*** DATA TO EXAMINE

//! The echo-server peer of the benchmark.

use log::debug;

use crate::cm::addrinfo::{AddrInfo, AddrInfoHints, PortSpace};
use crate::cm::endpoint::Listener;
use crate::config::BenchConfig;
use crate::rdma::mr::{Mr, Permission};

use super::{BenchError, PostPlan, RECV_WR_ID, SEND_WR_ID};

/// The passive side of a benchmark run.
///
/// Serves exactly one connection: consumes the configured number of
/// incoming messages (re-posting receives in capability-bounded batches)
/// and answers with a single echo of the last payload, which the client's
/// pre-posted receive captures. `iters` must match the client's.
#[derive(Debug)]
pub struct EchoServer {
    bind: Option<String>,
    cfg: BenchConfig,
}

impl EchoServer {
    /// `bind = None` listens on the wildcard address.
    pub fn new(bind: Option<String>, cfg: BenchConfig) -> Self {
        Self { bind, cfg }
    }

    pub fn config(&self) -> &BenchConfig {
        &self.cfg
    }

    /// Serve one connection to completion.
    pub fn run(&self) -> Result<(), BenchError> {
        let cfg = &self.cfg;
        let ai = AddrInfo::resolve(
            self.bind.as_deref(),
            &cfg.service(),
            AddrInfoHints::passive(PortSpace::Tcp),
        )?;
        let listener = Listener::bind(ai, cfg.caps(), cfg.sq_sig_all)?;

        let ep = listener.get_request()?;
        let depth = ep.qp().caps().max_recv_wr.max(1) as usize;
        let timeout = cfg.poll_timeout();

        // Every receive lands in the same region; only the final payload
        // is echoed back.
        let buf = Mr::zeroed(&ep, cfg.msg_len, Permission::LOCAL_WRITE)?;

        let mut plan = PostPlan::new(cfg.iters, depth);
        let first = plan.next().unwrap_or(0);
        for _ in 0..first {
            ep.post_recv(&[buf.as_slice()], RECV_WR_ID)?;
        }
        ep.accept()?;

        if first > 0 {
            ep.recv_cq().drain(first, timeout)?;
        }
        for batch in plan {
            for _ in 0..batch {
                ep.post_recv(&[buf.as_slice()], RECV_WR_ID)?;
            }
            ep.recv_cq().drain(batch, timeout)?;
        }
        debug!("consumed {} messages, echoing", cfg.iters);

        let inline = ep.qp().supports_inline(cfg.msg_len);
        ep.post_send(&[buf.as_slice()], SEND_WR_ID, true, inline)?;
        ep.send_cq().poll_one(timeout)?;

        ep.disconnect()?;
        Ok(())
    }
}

******
*** DATA TO EXAMINE

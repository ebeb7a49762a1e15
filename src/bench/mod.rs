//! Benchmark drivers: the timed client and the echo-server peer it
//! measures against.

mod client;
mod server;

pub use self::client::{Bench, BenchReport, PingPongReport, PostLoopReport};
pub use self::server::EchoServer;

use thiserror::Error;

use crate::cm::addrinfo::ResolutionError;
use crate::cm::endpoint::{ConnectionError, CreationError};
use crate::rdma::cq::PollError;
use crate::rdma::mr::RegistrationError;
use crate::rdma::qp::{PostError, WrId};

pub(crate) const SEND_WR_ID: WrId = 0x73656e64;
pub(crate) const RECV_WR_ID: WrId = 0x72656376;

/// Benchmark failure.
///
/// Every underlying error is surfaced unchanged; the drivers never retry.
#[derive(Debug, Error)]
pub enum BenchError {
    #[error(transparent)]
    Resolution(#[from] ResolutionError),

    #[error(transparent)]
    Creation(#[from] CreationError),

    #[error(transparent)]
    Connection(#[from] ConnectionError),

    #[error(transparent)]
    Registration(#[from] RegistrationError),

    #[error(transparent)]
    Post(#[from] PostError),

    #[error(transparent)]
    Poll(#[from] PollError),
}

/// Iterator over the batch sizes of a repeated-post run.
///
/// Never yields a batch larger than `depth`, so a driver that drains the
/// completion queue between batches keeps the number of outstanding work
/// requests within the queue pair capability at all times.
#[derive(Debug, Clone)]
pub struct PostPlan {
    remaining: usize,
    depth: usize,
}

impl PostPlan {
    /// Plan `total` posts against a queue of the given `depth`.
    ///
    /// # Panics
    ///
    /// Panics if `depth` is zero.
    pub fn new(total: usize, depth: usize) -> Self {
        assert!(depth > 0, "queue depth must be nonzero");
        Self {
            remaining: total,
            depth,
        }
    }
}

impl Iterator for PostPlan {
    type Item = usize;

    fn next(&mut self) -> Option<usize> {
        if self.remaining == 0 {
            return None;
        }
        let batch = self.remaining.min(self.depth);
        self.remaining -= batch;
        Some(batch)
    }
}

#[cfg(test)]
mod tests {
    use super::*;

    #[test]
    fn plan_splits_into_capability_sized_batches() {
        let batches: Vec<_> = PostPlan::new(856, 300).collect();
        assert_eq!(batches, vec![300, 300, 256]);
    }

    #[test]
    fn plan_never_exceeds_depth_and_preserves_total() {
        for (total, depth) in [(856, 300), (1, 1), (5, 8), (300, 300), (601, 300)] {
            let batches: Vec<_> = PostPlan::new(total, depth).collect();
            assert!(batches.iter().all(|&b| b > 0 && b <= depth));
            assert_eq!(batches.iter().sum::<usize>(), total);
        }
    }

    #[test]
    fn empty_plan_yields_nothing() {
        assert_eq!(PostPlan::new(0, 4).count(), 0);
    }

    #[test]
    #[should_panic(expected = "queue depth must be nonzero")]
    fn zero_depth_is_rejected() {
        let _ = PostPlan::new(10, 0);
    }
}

******

PROBLEM TO WORK ON: Looking at the records above, how many lines contain "payload"? Only the number is needed.

RESPONSE AREA: 2